Data extracts:

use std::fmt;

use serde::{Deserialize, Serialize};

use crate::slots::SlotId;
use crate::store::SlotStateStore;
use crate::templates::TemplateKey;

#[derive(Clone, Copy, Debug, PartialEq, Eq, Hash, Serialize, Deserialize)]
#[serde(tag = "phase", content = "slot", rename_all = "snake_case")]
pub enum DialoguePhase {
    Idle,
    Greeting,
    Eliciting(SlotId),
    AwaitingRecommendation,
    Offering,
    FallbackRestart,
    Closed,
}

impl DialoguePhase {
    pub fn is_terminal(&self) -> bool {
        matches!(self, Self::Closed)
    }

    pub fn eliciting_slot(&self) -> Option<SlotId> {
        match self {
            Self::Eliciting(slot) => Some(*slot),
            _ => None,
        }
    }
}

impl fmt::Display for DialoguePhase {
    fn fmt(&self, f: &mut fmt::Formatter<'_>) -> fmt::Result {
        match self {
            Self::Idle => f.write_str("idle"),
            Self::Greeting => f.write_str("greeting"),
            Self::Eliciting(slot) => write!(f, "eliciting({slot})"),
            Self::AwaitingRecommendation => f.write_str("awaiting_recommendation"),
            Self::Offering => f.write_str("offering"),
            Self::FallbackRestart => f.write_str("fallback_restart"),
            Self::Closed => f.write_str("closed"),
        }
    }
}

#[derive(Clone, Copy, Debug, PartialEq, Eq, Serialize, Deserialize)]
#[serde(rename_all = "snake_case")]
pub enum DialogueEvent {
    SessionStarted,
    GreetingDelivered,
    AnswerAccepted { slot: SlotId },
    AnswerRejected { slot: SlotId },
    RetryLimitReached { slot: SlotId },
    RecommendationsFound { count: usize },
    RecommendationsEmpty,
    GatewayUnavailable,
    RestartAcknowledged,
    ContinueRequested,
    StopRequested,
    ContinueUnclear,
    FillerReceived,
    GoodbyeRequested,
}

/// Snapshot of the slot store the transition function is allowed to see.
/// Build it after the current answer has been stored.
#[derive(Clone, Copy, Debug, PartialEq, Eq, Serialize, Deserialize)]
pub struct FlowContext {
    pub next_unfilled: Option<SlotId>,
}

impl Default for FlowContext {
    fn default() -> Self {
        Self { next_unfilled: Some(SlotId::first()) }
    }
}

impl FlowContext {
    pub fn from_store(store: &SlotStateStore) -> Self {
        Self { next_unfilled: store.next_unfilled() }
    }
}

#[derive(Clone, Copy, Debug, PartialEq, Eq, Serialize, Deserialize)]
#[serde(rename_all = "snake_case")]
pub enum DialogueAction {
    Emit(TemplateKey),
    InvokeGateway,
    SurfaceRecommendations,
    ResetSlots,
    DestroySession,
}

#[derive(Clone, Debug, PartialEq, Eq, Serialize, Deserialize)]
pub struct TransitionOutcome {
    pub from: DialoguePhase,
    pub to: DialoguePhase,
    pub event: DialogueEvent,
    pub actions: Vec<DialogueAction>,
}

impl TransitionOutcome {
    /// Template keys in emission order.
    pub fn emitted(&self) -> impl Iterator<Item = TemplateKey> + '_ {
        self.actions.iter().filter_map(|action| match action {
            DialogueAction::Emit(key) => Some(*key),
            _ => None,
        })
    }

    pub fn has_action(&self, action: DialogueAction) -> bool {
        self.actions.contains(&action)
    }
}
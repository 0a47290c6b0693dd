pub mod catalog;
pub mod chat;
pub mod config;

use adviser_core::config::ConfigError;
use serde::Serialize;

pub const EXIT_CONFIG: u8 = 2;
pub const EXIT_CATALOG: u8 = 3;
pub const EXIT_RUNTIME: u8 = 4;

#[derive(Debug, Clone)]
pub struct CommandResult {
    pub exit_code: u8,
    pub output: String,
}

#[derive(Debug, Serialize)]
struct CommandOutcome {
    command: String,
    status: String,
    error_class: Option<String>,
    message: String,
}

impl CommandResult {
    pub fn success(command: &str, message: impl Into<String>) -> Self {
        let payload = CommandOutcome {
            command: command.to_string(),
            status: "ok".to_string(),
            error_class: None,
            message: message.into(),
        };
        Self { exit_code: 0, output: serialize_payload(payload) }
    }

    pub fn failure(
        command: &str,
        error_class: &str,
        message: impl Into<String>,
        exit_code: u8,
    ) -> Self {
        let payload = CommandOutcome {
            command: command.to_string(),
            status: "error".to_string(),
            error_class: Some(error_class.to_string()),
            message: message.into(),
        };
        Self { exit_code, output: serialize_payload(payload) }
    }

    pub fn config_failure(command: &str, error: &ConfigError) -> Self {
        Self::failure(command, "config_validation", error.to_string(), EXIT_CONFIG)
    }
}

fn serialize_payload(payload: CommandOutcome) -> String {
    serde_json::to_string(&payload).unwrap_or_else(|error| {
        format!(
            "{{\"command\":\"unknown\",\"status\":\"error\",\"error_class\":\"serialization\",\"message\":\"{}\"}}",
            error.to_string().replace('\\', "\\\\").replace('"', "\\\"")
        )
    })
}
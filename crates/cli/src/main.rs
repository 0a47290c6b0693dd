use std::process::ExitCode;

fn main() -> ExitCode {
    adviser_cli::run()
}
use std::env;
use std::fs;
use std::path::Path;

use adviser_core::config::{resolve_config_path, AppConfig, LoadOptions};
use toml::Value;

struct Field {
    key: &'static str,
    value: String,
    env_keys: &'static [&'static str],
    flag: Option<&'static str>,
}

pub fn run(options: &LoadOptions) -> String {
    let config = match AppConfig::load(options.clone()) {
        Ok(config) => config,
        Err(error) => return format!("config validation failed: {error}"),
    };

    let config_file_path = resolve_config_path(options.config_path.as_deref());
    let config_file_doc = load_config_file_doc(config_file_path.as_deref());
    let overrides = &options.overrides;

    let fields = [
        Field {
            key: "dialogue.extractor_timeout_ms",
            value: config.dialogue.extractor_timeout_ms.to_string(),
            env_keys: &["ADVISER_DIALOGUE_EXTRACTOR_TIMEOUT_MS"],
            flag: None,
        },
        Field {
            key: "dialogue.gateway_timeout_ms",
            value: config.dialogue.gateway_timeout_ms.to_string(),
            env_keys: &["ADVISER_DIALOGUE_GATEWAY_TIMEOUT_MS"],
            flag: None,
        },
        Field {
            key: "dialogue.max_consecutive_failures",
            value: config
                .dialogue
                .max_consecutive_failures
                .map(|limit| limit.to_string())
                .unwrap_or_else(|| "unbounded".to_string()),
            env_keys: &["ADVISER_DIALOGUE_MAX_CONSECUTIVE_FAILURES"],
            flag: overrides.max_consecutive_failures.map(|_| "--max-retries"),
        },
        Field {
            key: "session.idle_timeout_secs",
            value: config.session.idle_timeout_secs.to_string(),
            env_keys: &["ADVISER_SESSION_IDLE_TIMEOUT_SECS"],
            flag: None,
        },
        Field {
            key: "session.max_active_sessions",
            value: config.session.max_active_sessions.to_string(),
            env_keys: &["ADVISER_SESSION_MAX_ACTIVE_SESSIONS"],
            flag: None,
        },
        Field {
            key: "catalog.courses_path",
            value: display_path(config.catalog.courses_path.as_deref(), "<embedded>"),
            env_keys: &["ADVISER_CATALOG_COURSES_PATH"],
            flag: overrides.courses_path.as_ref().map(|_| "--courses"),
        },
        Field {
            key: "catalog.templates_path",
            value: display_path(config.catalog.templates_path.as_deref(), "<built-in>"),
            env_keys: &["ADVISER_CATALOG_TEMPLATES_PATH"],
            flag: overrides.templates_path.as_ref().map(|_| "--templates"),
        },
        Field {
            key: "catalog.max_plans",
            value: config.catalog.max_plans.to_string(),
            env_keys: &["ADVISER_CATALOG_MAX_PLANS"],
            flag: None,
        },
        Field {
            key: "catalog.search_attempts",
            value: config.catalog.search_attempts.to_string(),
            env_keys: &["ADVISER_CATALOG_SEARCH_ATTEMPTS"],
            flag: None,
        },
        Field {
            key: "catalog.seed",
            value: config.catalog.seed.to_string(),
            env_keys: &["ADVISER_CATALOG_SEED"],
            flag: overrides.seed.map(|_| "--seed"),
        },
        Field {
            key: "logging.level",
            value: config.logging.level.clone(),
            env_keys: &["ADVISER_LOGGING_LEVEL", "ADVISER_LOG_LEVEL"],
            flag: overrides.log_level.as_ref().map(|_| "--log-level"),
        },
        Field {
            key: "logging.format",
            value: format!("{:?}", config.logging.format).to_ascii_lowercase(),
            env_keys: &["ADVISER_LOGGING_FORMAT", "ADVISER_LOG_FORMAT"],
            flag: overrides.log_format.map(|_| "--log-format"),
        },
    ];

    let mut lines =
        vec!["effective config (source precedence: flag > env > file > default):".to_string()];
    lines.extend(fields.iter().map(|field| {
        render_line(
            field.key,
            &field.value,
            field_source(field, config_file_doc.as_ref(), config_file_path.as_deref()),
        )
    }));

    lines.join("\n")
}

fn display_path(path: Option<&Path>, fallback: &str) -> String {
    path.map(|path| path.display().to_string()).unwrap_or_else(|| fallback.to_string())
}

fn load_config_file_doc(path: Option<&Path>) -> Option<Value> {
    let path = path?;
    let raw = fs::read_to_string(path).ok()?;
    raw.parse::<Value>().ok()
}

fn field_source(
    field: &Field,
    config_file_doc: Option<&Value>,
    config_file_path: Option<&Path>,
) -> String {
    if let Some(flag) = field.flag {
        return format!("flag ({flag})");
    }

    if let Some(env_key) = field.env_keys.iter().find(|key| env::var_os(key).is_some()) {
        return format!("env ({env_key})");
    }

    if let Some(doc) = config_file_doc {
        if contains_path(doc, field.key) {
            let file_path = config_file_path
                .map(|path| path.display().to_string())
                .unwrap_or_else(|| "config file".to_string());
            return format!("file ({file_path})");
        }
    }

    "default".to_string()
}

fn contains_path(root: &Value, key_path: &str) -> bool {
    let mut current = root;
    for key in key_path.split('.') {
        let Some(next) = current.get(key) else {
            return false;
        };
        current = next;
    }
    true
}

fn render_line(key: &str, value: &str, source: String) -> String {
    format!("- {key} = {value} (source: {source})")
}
...
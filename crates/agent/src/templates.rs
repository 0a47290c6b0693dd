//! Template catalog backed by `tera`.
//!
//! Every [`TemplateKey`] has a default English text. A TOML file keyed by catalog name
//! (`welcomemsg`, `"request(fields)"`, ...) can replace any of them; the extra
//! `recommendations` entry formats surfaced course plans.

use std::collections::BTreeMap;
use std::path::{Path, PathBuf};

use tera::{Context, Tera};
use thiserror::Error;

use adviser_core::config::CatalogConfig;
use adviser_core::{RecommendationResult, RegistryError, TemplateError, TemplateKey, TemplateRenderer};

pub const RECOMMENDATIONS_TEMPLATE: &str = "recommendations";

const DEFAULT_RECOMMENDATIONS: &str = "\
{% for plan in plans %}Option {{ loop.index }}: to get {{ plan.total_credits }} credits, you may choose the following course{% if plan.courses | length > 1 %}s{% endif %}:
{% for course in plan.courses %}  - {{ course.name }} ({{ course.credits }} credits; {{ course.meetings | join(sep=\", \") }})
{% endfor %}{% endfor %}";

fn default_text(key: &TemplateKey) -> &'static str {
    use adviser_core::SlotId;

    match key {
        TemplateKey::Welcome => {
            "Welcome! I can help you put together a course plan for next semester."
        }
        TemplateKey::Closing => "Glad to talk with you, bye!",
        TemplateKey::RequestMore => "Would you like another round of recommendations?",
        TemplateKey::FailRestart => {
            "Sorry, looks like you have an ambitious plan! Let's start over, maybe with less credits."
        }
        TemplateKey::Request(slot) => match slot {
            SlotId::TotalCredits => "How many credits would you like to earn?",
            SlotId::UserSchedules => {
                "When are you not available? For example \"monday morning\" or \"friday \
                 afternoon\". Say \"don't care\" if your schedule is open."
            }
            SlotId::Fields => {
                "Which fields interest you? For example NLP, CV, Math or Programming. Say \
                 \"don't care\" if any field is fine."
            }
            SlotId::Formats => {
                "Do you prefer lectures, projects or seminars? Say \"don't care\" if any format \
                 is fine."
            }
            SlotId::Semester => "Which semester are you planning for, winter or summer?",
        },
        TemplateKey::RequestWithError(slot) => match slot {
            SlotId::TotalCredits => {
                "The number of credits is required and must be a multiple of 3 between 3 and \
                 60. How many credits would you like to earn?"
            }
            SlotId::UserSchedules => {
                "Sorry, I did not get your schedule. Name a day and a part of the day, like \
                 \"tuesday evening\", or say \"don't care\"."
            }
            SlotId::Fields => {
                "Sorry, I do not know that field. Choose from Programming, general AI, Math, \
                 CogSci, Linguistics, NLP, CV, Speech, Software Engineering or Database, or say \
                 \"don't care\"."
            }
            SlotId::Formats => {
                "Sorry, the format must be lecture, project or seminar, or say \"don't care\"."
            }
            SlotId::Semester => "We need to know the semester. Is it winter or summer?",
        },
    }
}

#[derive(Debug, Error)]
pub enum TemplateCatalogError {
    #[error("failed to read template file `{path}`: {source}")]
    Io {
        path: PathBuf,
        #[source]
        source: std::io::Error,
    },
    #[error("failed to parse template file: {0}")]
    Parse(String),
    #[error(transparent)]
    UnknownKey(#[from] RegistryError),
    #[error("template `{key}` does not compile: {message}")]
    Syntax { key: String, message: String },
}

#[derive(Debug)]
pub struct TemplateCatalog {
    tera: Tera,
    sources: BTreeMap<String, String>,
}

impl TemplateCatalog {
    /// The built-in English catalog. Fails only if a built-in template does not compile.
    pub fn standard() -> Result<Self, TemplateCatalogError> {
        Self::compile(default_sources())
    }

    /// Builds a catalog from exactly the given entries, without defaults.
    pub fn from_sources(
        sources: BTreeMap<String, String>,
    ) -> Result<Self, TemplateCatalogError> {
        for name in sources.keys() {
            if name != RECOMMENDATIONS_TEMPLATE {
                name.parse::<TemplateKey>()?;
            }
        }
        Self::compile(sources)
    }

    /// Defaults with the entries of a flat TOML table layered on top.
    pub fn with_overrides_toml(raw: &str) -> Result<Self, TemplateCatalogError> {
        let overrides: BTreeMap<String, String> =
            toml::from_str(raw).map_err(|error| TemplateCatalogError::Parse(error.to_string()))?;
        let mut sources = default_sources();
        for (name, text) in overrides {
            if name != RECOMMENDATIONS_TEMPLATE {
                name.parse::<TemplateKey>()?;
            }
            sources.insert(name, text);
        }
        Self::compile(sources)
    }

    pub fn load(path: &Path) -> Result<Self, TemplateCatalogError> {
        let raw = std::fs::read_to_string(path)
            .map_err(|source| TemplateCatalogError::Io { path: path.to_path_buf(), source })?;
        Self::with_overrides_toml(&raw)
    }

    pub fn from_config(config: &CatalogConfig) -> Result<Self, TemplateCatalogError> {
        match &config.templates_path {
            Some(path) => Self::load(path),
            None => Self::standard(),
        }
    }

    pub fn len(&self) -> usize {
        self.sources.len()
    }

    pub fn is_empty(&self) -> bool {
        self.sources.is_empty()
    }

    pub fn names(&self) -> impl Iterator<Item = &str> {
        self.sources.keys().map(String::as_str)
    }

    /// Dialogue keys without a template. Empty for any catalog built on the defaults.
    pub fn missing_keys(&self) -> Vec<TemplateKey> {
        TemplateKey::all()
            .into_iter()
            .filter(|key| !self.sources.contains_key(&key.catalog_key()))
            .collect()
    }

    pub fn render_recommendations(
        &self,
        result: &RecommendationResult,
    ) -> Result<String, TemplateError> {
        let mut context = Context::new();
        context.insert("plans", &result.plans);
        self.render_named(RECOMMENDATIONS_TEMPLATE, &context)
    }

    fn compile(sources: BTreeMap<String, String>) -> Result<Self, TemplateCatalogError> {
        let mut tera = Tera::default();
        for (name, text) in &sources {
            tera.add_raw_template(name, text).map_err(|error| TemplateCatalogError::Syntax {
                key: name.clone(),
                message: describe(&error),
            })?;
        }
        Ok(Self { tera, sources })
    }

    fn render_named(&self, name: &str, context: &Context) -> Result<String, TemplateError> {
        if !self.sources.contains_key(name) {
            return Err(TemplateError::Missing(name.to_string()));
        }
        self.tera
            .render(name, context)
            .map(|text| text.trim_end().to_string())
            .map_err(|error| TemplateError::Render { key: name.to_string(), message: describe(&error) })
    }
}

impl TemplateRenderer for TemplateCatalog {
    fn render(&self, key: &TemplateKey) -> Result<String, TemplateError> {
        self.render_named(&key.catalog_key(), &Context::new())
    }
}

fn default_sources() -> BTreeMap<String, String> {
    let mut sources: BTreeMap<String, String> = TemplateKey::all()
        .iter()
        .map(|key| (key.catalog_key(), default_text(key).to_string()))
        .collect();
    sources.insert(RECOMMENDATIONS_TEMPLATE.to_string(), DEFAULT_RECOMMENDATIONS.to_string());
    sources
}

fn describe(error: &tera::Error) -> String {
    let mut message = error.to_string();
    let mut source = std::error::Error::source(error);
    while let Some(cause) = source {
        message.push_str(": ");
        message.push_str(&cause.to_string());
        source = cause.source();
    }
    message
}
---
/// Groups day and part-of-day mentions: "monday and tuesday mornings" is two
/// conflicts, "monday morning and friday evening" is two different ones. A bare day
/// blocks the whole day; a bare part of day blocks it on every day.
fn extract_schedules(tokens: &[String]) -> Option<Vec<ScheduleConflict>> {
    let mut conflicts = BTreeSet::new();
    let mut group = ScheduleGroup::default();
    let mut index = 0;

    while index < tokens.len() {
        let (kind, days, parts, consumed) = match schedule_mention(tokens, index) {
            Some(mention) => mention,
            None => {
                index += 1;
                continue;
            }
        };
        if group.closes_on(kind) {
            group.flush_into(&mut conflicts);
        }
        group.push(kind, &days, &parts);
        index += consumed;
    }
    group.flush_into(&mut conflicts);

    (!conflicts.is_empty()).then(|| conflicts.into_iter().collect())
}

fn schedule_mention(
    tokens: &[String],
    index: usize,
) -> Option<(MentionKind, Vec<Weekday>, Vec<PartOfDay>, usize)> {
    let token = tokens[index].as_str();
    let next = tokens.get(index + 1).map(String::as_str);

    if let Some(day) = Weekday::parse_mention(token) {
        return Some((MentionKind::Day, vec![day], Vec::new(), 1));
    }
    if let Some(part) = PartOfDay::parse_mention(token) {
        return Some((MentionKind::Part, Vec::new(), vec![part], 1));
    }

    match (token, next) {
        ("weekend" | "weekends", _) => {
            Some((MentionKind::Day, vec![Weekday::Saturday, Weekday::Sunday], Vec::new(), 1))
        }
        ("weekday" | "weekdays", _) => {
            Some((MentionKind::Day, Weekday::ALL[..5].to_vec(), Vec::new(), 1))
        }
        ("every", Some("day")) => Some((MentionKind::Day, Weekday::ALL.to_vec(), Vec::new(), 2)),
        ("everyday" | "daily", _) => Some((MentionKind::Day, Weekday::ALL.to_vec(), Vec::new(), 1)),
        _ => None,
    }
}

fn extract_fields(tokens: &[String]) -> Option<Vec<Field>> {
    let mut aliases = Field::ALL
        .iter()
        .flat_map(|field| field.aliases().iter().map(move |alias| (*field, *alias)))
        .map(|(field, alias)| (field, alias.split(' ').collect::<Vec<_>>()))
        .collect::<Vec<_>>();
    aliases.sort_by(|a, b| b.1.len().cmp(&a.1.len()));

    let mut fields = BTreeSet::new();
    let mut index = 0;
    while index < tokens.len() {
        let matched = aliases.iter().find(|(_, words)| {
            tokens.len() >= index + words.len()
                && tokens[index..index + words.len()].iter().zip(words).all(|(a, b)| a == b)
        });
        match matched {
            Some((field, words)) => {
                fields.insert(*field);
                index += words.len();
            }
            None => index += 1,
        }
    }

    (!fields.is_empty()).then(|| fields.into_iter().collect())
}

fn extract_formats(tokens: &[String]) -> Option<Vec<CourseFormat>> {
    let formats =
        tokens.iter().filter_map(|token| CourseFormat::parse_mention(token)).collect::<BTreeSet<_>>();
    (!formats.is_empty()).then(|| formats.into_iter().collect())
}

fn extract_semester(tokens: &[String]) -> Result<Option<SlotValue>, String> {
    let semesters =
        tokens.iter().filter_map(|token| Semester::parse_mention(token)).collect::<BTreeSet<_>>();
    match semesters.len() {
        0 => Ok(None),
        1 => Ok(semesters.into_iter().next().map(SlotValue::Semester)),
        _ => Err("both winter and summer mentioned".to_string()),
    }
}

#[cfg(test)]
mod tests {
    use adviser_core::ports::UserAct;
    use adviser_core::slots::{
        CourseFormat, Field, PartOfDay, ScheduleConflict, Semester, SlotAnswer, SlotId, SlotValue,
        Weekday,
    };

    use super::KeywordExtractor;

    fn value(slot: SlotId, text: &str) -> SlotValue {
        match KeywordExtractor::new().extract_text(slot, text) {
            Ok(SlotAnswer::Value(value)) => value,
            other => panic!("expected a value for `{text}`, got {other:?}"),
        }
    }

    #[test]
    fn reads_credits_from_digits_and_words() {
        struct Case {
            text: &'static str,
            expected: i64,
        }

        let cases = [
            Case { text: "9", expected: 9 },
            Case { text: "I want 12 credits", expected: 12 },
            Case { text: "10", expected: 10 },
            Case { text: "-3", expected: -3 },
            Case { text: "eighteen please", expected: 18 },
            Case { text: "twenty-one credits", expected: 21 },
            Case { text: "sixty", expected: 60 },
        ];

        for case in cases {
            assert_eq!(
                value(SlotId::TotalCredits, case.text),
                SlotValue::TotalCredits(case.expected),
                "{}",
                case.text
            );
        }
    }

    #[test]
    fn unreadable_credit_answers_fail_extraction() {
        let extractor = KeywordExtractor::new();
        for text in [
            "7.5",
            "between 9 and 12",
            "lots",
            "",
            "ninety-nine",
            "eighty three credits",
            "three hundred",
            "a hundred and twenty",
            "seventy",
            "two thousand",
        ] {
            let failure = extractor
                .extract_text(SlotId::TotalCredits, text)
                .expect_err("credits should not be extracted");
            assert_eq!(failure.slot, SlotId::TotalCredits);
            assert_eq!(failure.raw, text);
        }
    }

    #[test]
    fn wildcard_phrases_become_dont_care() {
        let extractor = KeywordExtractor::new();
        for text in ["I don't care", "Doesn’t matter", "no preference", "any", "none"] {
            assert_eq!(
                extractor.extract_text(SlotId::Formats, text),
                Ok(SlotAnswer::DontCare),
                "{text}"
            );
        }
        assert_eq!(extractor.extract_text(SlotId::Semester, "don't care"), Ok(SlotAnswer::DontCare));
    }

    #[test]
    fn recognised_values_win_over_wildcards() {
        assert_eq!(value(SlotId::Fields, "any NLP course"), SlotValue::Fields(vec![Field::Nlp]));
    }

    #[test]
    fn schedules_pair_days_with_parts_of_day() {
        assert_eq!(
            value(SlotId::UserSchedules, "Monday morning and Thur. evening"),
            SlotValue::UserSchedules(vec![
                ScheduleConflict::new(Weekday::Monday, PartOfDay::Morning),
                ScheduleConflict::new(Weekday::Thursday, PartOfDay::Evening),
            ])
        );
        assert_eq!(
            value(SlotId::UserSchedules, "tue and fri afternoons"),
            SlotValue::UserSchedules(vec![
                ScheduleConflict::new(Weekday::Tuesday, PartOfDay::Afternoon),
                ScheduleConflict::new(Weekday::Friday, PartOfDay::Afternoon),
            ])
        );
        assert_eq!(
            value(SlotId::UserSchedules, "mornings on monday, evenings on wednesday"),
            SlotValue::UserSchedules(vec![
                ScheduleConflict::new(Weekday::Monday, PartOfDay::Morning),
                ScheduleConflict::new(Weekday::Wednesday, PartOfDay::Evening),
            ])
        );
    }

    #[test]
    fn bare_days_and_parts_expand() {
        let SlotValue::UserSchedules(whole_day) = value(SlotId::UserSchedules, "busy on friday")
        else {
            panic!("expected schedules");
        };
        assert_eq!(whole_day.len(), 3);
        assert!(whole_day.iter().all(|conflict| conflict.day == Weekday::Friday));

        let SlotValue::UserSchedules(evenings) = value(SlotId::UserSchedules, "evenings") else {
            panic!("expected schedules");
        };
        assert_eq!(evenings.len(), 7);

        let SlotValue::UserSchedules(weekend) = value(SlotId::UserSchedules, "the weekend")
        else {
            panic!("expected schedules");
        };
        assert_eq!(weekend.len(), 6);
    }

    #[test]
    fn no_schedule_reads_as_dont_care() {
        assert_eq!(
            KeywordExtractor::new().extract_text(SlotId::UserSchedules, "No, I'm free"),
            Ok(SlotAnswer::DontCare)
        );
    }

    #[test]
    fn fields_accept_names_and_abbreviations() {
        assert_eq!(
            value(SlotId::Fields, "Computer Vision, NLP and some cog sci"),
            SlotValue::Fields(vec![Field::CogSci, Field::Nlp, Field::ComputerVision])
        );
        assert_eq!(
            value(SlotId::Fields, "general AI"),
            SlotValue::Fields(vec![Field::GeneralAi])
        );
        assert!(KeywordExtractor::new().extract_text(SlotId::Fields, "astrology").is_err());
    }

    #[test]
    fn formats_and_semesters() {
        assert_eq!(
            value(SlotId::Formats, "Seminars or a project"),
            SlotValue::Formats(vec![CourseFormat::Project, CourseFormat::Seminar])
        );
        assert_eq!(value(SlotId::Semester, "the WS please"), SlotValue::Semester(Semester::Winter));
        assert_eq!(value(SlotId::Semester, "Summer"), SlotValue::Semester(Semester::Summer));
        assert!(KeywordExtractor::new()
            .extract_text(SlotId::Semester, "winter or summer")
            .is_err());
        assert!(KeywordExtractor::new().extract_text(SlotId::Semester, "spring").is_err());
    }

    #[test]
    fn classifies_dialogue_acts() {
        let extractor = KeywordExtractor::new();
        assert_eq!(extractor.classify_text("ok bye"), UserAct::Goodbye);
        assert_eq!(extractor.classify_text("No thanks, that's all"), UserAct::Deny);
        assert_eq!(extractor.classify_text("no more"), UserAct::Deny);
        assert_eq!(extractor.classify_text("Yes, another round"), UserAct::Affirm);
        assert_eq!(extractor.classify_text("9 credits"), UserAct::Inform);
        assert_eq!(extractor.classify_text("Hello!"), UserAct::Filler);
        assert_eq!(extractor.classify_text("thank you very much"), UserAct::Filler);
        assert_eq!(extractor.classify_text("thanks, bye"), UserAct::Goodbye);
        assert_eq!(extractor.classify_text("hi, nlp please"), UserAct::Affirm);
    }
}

The task:
Each line in the listing above from the one containing "Weekday::ALL[..5].to_vec(), Vec::new(), 1))" through the one containing "tokens.len() >= index" should be repeated exactly, and no other line.

Answer for this exercise:
            Some((MentionKind::Day, Weekday::ALL[..5].to_vec(), Vec::new(), 1))
        }
        ("every", Some("day")) => Some((MentionKind::Day, Weekday::ALL.to_vec(), Vec::new(), 2)),
        ("everyday" | "daily", _) => Some((MentionKind::Day, Weekday::ALL.to_vec(), Vec::new(), 1)),
        _ => None,
    }
}

fn extract_fields(tokens: &[String]) -> Option<Vec<Field>> {
    let mut aliases = Field::ALL
        .iter()
        .flat_map(|field| field.aliases().iter().map(move |alias| (*field, *alias)))
        .map(|(field, alias)| (field, alias.split(' ').collect::<Vec<_>>()))
        .collect::<Vec<_>>();
    aliases.sort_by(|a, b| b.1.len().cmp(&a.1.len()));

    let mut fields = BTreeSet::new();
    let mut index = 0;
    while index < tokens.len() {
        let matched = aliases.iter().find(|(_, words)| {
            tokens.len() >= index + words.len()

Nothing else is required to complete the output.